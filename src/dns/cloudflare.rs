use std::time::Duration;

use async_trait::async_trait;
use reqwest::{Client, RequestBuilder, StatusCode};
use serde::Deserialize;
use serde::de::DeserializeOwned;
use tracing::{debug, warn};

use crate::config::ApiConfig;
use crate::dns::{DnsApi, DnsRecord, RecordSpec, Zone};
use crate::error::{ReconcileError, ReconcileResult};

/// Retry delay used when a 429 response carries no usable
/// `Retry-After` header.
const DEFAULT_RETRY_AFTER: Duration = Duration::from_secs(1);

const PLACEHOLDER_TOKENS: &[&str] = &["changeme", "replace_me", "xxx"];

/// Cloudflare DNS API client.
///
/// Requires a token with `Zone > Zone > Read` and
/// `Zone > DNS > Edit` permissions on every managed zone.
pub struct Cloudflare {
    http: Client,
    base_url: String,
    token: String,
    per_page: u32,
    max_retries: u32,
    max_retry_after: Duration,
}

/// Successful response payload plus pagination data.
#[derive(Debug)]
pub struct Envelope<T> {
    pub result: T,
    pub result_info: Option<ResultInfo>,
}

#[derive(Debug, Clone, Copy, PartialEq, Eq, Deserialize)]
#[serde(default)]
pub struct ResultInfo {
    pub page: u32,
    pub total_pages: u32,
}

impl Default for ResultInfo {
    fn default() -> Self {
        Self {
            page: 1,
            total_pages: 1,
        }
    }
}

#[derive(Deserialize)]
struct RawEnvelope<T> {
    success: Option<bool>,
    #[serde(default)]
    errors: Vec<ApiMessage>,
    result: Option<T>,
    result_info: Option<ResultInfo>,
}

#[derive(Deserialize)]
struct ApiMessage {
    #[serde(default)]
    code: Option<i64>,
    message: String,
}

impl Cloudflare {
    /// Build a client from an explicit token.
    ///
    /// Fails without touching the network when the token is empty or
    /// a placeholder.
    pub fn new(token: &str, api: &ApiConfig) -> ReconcileResult<Self> {
        if is_placeholder(token) {
            return Err(ReconcileError::MissingCredential(api.token_env.clone()));
        }

        let timeout = Duration::from_secs(api.timeout_secs);
        let http = Client::builder()
            .timeout(timeout)
            .user_agent(concat!("tunnel-dns/", env!("CARGO_PKG_VERSION")))
            .build()?;

        Ok(Self {
            http,
            base_url: api.base_url.trim_end_matches('/').to_string(),
            token: token.trim().to_string(),
            per_page: api.per_page,
            max_retries: api.max_retries,
            max_retry_after: timeout,
        })
    }

    /// Build a client reading the token from the environment variable
    /// named in `api.token_env`.
    pub fn from_env(api: &ApiConfig) -> ReconcileResult<Self> {
        let token = token_from_env(&api.token_env)?;
        Self::new(&token, api)
    }

    fn url(&self, path: &str) -> String {
        format!("{}{path}", self.base_url)
    }

    async fn execute<T: DeserializeOwned>(
        &self,
        request: RequestBuilder,
    ) -> ReconcileResult<Envelope<T>> {
        let request = request.bearer_auth(&self.token);
        let mut retries = 0;

        loop {
            let attempt = request.try_clone().ok_or_else(|| ReconcileError::Api {
                status: 0,
                message: "request cannot be replayed".into(),
            })?;
            let response = attempt.send().await?;
            let status = response.status();

            if status == StatusCode::TOO_MANY_REQUESTS {
                if retries >= self.max_retries {
                    return Err(ReconcileError::RateLimited(retries));
                }
                let delay = retry_after_delay(
                    response
                        .headers()
                        .get(reqwest::header::RETRY_AFTER)
                        .and_then(|v| v.to_str().ok()),
                );
                if delay > self.max_retry_after {
                    warn!(delay_secs = delay.as_secs(), "rate limited for too long, giving up");
                    return Err(ReconcileError::RateLimited(retries));
                }
                warn!(delay_secs = delay.as_secs(), "rate limited, backing off");
                tokio::time::sleep(delay).await;
                retries += 1;
                continue;
            }

            let body = response.text().await?;
            return parse_envelope(status.as_u16(), &body);
        }
    }
}

#[async_trait]
impl DnsApi for Cloudflare {
    async fn list_zones(&self) -> ReconcileResult<Vec<Zone>> {
        let mut zones = Vec::new();
        let mut page = 1;

        loop {
            let path = format!("/zones?per_page={}&page={page}", self.per_page);
            debug!(page, "listing zones");
            let envelope: Envelope<Vec<Zone>> = self.execute(self.http.get(self.url(&path))).await?;
            let fetched = envelope.result.len();
            zones.extend(envelope.result);

            if !has_more_pages(envelope.result_info, page, fetched) {
                break;
            }
            page += 1;
        }

        Ok(zones)
    }

    async fn list_records(&self, zone_id: &str, name: &str) -> ReconcileResult<Vec<DnsRecord>> {
        let url = self.url(&format!("/zones/{zone_id}/dns_records"));
        debug!(zone_id, name, "listing records");
        let envelope: Envelope<Vec<DnsRecord>> = self
            .execute(self.http.get(url).query(&[("name", name)]))
            .await?;
        Ok(envelope.result)
    }

    async fn create_record(&self, zone_id: &str, spec: &RecordSpec) -> ReconcileResult<DnsRecord> {
        let url = self.url(&format!("/zones/{zone_id}/dns_records"));
        debug!(zone_id, name = %spec.name, "creating record");
        let envelope: Envelope<DnsRecord> = self.execute(self.http.post(url).json(spec)).await?;
        Ok(envelope.result)
    }

    async fn update_record(
        &self,
        zone_id: &str,
        record_id: &str,
        spec: &RecordSpec,
    ) -> ReconcileResult<DnsRecord> {
        let url = self.url(&format!("/zones/{zone_id}/dns_records/{record_id}"));
        debug!(zone_id, record_id, name = %spec.name, "updating record");
        let envelope: Envelope<DnsRecord> = self.execute(self.http.put(url).json(spec)).await?;
        Ok(envelope.result)
    }
}

/// Interpret a Cloudflare response body.
///
/// A non-2xx status or `"success": false` becomes
/// [`ReconcileError::Api`] carrying the provider's error messages.
pub fn parse_envelope<T: DeserializeOwned>(
    status: u16,
    body: &str,
) -> ReconcileResult<Envelope<T>> {
    let ok_status = (200..300).contains(&status);

    let raw: RawEnvelope<T> = match serde_json::from_str(body) {
        Ok(raw) => raw,
        Err(e) if ok_status => return Err(e.into()),
        Err(_) => {
            return Err(ReconcileError::Api {
                status,
                message: status_text(status),
            });
        }
    };

    if !ok_status || !raw.success.unwrap_or(ok_status) {
        let message = if raw.errors.is_empty() {
            status_text(status)
        } else {
            raw.errors
                .iter()
                .map(|e| match e.code {
                    Some(code) => format!("{code}: {}", e.message),
                    None => e.message.clone(),
                })
                .collect::<Vec<_>>()
                .join("; ")
        };
        return Err(ReconcileError::Api { status, message });
    }

    let result = raw.result.ok_or_else(|| ReconcileError::Api {
        status,
        message: "response has no result".into(),
    })?;

    Ok(Envelope {
        result,
        result_info: raw.result_info,
    })
}

/// Delay requested by a `Retry-After` header given in seconds.
///
/// Delays longer than the request timeout are not waited out; the
/// request fails as rate limited instead.
#[must_use]
pub fn retry_after_delay(header: Option<&str>) -> Duration {
    header
        .and_then(|v| v.trim().parse::<u64>().ok())
        .map_or(DEFAULT_RETRY_AFTER, Duration::from_secs)
}

/// Read the API token from `var`.
pub fn token_from_env(var: &str) -> ReconcileResult<String> {
    match std::env::var(var) {
        Ok(token) if !is_placeholder(&token) => Ok(token),
        _ => Err(ReconcileError::MissingCredential(var.to_string())),
    }
}

/// Whether `token` is empty or an obvious stand-in left over from a
/// template.
#[must_use]
pub fn is_placeholder(token: &str) -> bool {
    let token = token.trim();
    let lower = token.to_ascii_lowercase();

    token.is_empty()
        || (token.starts_with('<') && token.ends_with('>'))
        || lower.starts_with("your_")
        || lower.starts_with("your-")
        || PLACEHOLDER_TOKENS.contains(&lower.as_str())
}

fn has_more_pages(info: Option<ResultInfo>, page: u32, fetched: usize) -> bool {
    fetched > 0 && info.is_some_and(|info| page < info.total_pages)
}

fn status_text(status: u16) -> String {
    StatusCode::from_u16(status)
        .ok()
        .and_then(|s| s.canonical_reason())
        .map_or_else(|| format!("HTTP {status}"), |reason| format!("HTTP {status} {reason}"))
}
++++++++
_EXERCISE DIRECTIONS_. Among the records, how many lines include the string "ApiConfig"? State the number and add nothing.

_RESPONSE AREA_. 3